» **Work order**:
For the entries that follow, give the number of lines holding the string "HttpResponse" and nothing more.

» **Excerpted records**:
use crate::fetcher::HttpResponse;
use crate::pacing::Pacer;
use crate::types::{AggregatorError, FetchConfig, Result};
use backoff::{backoff::Backoff, ExponentialBackoff};
use std::future::Future;
use std::sync::atomic::{AtomicU32, Ordering};
use std::sync::Arc;
use std::time::{Duration, Instant};
use tracing::{debug, warn};

/// Issues a remote call with bounded retry on rate-limit responses.
///
/// A 429 response waits `base_delay * 2^attempt` and retries, for at most
/// `max_retries` attempts in total. Any other failure is returned at once.
/// The schedule carries no jitter, so the waits are exactly `1s, 2s, 4s, ...`
/// for a one second base delay.
pub struct RequestExecutor {
    max_retries: u32,
    base_delay: Duration,
    pacer: Arc<dyn Pacer>,
    attempts_issued: AtomicU32,
}

impl RequestExecutor {
    pub fn new(config: &FetchConfig, pacer: Arc<dyn Pacer>) -> Self {
        Self::with_policy(config.max_retries, config.base_delay(), pacer)
    }

    pub fn with_policy(max_retries: u32, base_delay: Duration, pacer: Arc<dyn Pacer>) -> Self {
        Self {
            max_retries: max_retries.max(1),
            base_delay,
            pacer,
            attempts_issued: AtomicU32::new(0),
        }
    }

    pub fn max_retries(&self) -> u32 {
        self.max_retries
    }

    /// Every attempt counts, retries included.
    pub fn requests_issued(&self) -> u32 {
        self.attempts_issued.load(Ordering::Relaxed)
    }

    pub fn pacer(&self) -> Arc<dyn Pacer> {
        self.pacer.clone()
    }

    fn schedule(&self) -> ExponentialBackoff {
        let ceiling = self
            .base_delay
            .saturating_mul(1u32 << self.max_retries.min(16));

        ExponentialBackoff {
            current_interval: self.base_delay,
            initial_interval: self.base_delay,
            randomization_factor: 0.0,
            multiplier: 2.0,
            max_interval: ceiling,
            max_elapsed_time: None,
            ..Default::default()
        }
    }

    pub async fn execute<F, Fut>(&self, mut call: F) -> Result<HttpResponse>
    where
        F: FnMut() -> Fut + Send,
        Fut: Future<Output = Result<HttpResponse>> + Send,
    {
        let mut schedule = self.schedule();

        for attempt in 1..=self.max_retries {
            self.attempts_issued.fetch_add(1, Ordering::Relaxed);
            let started = Instant::now();

            let response = call().await.map_err(|e| match e {
                AggregatorError::Network(_) => e,
                other => AggregatorError::Network(other.to_string()),
            })?;

            debug!(
                "Attempt {}/{} finished with HTTP {} in {}ms",
                attempt,
                self.max_retries,
                response.status,
                started.elapsed().as_millis()
            );

            if response.is_rate_limited() {
                if attempt == self.max_retries {
                    break;
                }
                // Whole milliseconds keep the schedule exact.
                let delay = schedule
                    .next_backoff()
                    .map(|d| Duration::from_millis(d.as_millis() as u64))
                    .unwrap_or(self.base_delay);
                warn!(
                    "Rate limited. Waiting {:?} before retry {}/{}",
                    delay,
                    attempt + 1,
                    self.max_retries
                );
                self.pacer.pause(delay).await;
                continue;
            }

            if !response.is_success() {
                return Err(AggregatorError::Network(format!("HTTP {}", response.status)));
            }

            return Ok(response);
        }

        warn!("Max retries ({}) exceeded for rate limited request", self.max_retries);
        Err(AggregatorError::RateLimitExceeded { attempts: self.max_retries })
    }
}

» **Problem solution**:
3